Investigation of treatment-time differences in colistin-induced nephrotoxicity in Wistar rats.

Colistin-induced nephrotoxicity (CIN) occurs in up to 60% of patients, and this has restricted its clinical use. In view of its efficacy amidst the rising challenge of infections caused by multidrug-resistant bacteria, current studies are focusing on ways to ameliorate colistin-induced nephrotoxicity. This study investigated treatment-time differences in colistin-induced nephrotoxicity in Wistar rats. A dose of 600,000 IU/Kg/day of colistimethate sodium (CMS) was administered to male Wistar rats to induce nephrotoxicity; the rats tolerated the higher dose for the treatment duration with higher mean values of serum creatinine, urea, and malondialdehyde compared to the group that received 450,000 IU/Kg/day CMS (p ≤ 0.05). Four groups (n = 8/group) of rats received intraperitoneal (i.p.) injections of 600,000 IU/Kg/day CMS each at four equally spaced circadian times (00:00, 06:00, 12:00, and 18:00 h) to determine the time of administration with least renal toxicity. Biomarkers of oxidative stress and renal toxicity were measured and kidney histology studied after the treatments.

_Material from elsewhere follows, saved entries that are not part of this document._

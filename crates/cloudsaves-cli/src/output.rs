/// Output format selector
#[derive(Debug, Clone, Copy, PartialEq)]
pub enum OutputFormat {
    Human,
    Json,
}

impl OutputFormat {
    pub fn is_json(self) -> bool {
        matches!(self, OutputFormat::Json)
    }
}

/// Trait for formatting CLI output
pub trait OutputFormatter {
    fn success(&self, message: &str);
    fn error(&self, message: &str);
    fn warn(&self, message: &str);
    fn info(&self, message: &str);
    /// Transient progress line, overwritten by the next one
    fn progress(&self, message: &str);
    fn print_json(&self, value: &serde_json::Value);
}

/// Human-readable output formatter with checkmarks and indentation
pub struct HumanFormatter;

impl OutputFormatter for HumanFormatter {
    fn success(&self, message: &str) {
        println!("\u{2713} {}", message);
    }
    fn error(&self, message: &str) {
        eprintln!("\u{2717} Error: {}", message);
    }
    fn warn(&self, message: &str) {
        eprintln!("\u{26a0} Warning: {}", message);
    }
    fn info(&self, message: &str) {
        println!("  {}", message);
    }
    fn progress(&self, message: &str) {
        eprintln!("  \u{2026} {}", message);
    }
    fn print_json(&self, _value: &serde_json::Value) {}
}

/// JSON output formatter; only final results reach stdout
pub struct JsonFormatter;

impl OutputFormatter for JsonFormatter {
    fn success(&self, message: &str) {
        println!("{}", serde_json::json!({"success": true, "message": message}));
    }
    fn error(&self, message: &str) {
        eprintln!("{}", serde_json::json!({"success": false, "error": message}));
    }
    fn warn(&self, message: &str) {
        eprintln!("{}", serde_json::json!({"level": "warning", "message": message}));
    }
    fn info(&self, _message: &str) {}
    fn progress(&self, _message: &str) {}
    fn print_json(&self, value: &serde_json::Value) {
        println!("{}", serde_json::to_string_pretty(value).unwrap_or_default());
    }
}

pub fn get_formatter(format: OutputFormat) -> Box<dyn OutputFormatter> {
    match format {
        OutputFormat::Json => Box::new(JsonFormatter),
        OutputFormat::Human => Box::new(HumanFormatter),
    }
}
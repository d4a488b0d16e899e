//! Working set of one sync run
//!
//! [`SyncState`] holds the download and upload queues, the file currently in
//! flight, the local timestamp index being updated, and the counters the
//! progress measures are computed from. It is rebuilt at the start of every
//! run and owned by the [`SyncMachine`](crate::machine::SyncMachine).
//!
//! ## Design Notes
//!
//! - Queues are drained from the back; file order is not significant.
//! - A file is queued, in flight, or processed. Taking the next file moves it
//!   from its queue into the in-flight slot; completing it clears the slot.
//! - `total_files_to_handle` is frozen once, after diffing. Before that it is
//!   `None` and every progress measure reports 0.

use chrono::{DateTime, Utc};
use cloudsaves_core::domain::{RemoteFile, Timestamp, TimestampMap};
use serde::Serialize;

use crate::policy::SyncPlan;

/// Download-phase counters for UI consumption
#[derive(Debug, Clone, Copy, Default, PartialEq, Eq, Serialize)]
pub struct DownloadingInfo {
    /// Bytes downloaded so far, including the in-flight file's progress
    pub bytes_downloaded: u64,
    /// Total bytes the run downloads
    pub bytes_to_download: u64,
    /// Files fully downloaded
    pub files_downloaded: usize,
    /// Total files the run downloads
    pub files_to_download: usize,
    /// Whether downloads remain (queued or in flight)
    pub in_progress: bool,
}

/// Mutable working set of a sync run
#[derive(Debug, Clone, Default)]
pub struct SyncState {
    download_queue: Vec<RemoteFile>,
    upload_queue: Vec<String>,
    current_download: Option<RemoteFile>,
    current_upload: Option<String>,
    local_timestamps: TimestampMap,
    total_files_to_handle: Option<usize>,
    files_to_download: usize,
    files_downloaded: usize,
    files_uploaded: usize,
    bytes_to_download: u64,
    bytes_downloaded: u64,
    current_fraction: f64,
    date: Option<DateTime<Utc>>,
}

impl SyncState {
    /// Fresh state for a run starting from `local_timestamps`
    pub fn new(local_timestamps: TimestampMap) -> Self {
        Self {
            local_timestamps,
            ..Self::default()
        }
    }

    // ========================================================================
    // Transitions (driven by the machine)
    // ========================================================================

    pub(crate) fn set_date(&mut self, date: Option<DateTime<Utc>>) {
        self.date = date;
    }

    /// Load the queues from a plan and freeze the totals
    pub(crate) fn apply_plan(&mut self, plan: SyncPlan) {
        self.bytes_to_download = plan.bytes_to_download();
        self.bytes_downloaded = 0;
        self.files_to_download = plan.downloads.len();
        self.files_downloaded = 0;
        self.files_uploaded = 0;
        self.total_files_to_handle = Some(plan.len());
        self.download_queue = plan.downloads;
        self.upload_queue = plan.uploads;
    }

    /// Move the next queued download into flight
    pub(crate) fn next_download(&mut self) -> Option<RemoteFile> {
        self.current_fraction = 0.0;
        self.current_download = self.download_queue.pop();
        self.current_download.clone()
    }

    /// Record the in-flight download as done
    pub(crate) fn complete_download(&mut self) -> Option<RemoteFile> {
        let file = self.current_download.take()?;
        self.local_timestamps.insert(file.name.clone(), file.timestamp);
        self.bytes_downloaded += file.size;
        self.files_downloaded += 1;
        self.current_fraction = 0.0;
        Some(file)
    }

    /// Move the next queued upload into flight
    pub(crate) fn next_upload(&mut self) -> Option<String> {
        self.current_upload = self.upload_queue.pop();
        self.current_upload.clone()
    }

    /// Record the in-flight upload as done with the timestamp the storage assigned
    pub(crate) fn complete_upload(&mut self, timestamp: Timestamp) -> Option<String> {
        let name = self.current_upload.take()?;
        self.local_timestamps.insert(name.clone(), timestamp);
        self.files_uploaded += 1;
        Some(name)
    }

    pub(crate) fn set_download_progress(&mut self, received: u64, total: u64) {
        self.current_fraction = if total == 0 {
            0.0
        } else {
            (received as f64 / total as f64).clamp(0.0, 1.0)
        };
    }

    /// Forget the in-flight download without touching the local file
    pub(crate) fn forget_current_download(&mut self) {
        self.current_download = None;
        self.current_fraction = 0.0;
    }

    /// Drop everything still pending; returns the download that was in flight
    pub(crate) fn abandon(&mut self) -> Option<RemoteFile> {
        self.download_queue.clear();
        self.upload_queue.clear();
        self.current_upload = None;
        self.current_fraction = 0.0;
        self.current_download.take()
    }

    // ========================================================================
    // Queries
    // ========================================================================

    pub fn download_queue(&self) -> &[RemoteFile] {
        &self.download_queue
    }

    pub fn upload_queue(&self) -> &[String] {
        &self.upload_queue
    }

    pub fn current_download(&self) -> Option<&RemoteFile> {
        self.current_download.as_ref()
    }

    pub fn current_upload(&self) -> Option<&str> {
        self.current_upload.as_deref()
    }

    pub fn local_timestamps(&self) -> &TimestampMap {
        &self.local_timestamps
    }

    /// Transfers decided at diff time, `None` before diffing
    pub fn total_files_to_handle(&self) -> Option<usize> {
        self.total_files_to_handle
    }

    pub fn bytes_to_download(&self) -> u64 {
        self.bytes_to_download
    }

    /// Bytes downloaded, counting the in-flight file's fractional progress
    pub fn bytes_downloaded(&self) -> u64 {
        let partial = self
            .current_download
            .as_ref()
            .map_or(0, |f| (self.current_fraction * f.size as f64) as u64);
        self.bytes_downloaded + partial
    }

    pub fn files_downloaded(&self) -> usize {
        self.files_downloaded
    }

    pub fn files_uploaded(&self) -> usize {
        self.files_uploaded
    }

    /// Date reported by the listing (or folder creation) response
    pub fn date(&self) -> Option<DateTime<Utc>> {
        self.date
    }

    /// Whole-run progress by file count
    ///
    /// A file counts as handled as soon as it leaves its queue.
    pub fn progress(&self) -> f64 {
        match self.total_files_to_handle {
            None => 0.0,
            Some(0) => 1.0,
            Some(total) => {
                let left = self.download_queue.len() + self.upload_queue.len();
                total.saturating_sub(left) as f64 / total as f64
            }
        }
    }

    /// Download-phase progress
    ///
    /// Byte-based when any bytes are to be downloaded, file-count based
    /// otherwise.
    pub fn download_progress(&self) -> f64 {
        if self.total_files_to_handle.is_none() {
            return 0.0;
        }
        if self.files_to_download == 0 {
            return 1.0;
        }
        if self.bytes_to_download > 0 {
            return (self.bytes_downloaded() as f64 / self.bytes_to_download as f64).min(1.0);
        }
        self.files_downloaded as f64 / self.files_to_download as f64
    }

    pub fn downloading_info(&self) -> DownloadingInfo {
        DownloadingInfo {
            bytes_downloaded: self.bytes_downloaded(),
            bytes_to_download: self.bytes_to_download,
            files_downloaded: self.files_downloaded,
            files_to_download: self.files_to_download,
            in_progress: !self.download_queue.is_empty() || self.current_download.is_some(),
        }
    }

    /// Names still to download: the queue plus the in-flight file
    pub fn files_to_download(&self) -> Vec<String> {
        self.download_queue
            .iter()
            .chain(self.current_download.iter())
            .map(|f| f.name.clone())
            .collect()
    }
}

The results showed a 24-h pattern in nephrotoxicity from CIN, and that treatment during the activity time period (dark phase) caused lowest CIN. Histological findings supported this finding, with photomicrographs consistently showing more pronounced features of CIN in the groups treated during time frame that coincided with the rest phase in rats (12:00 and 18:00).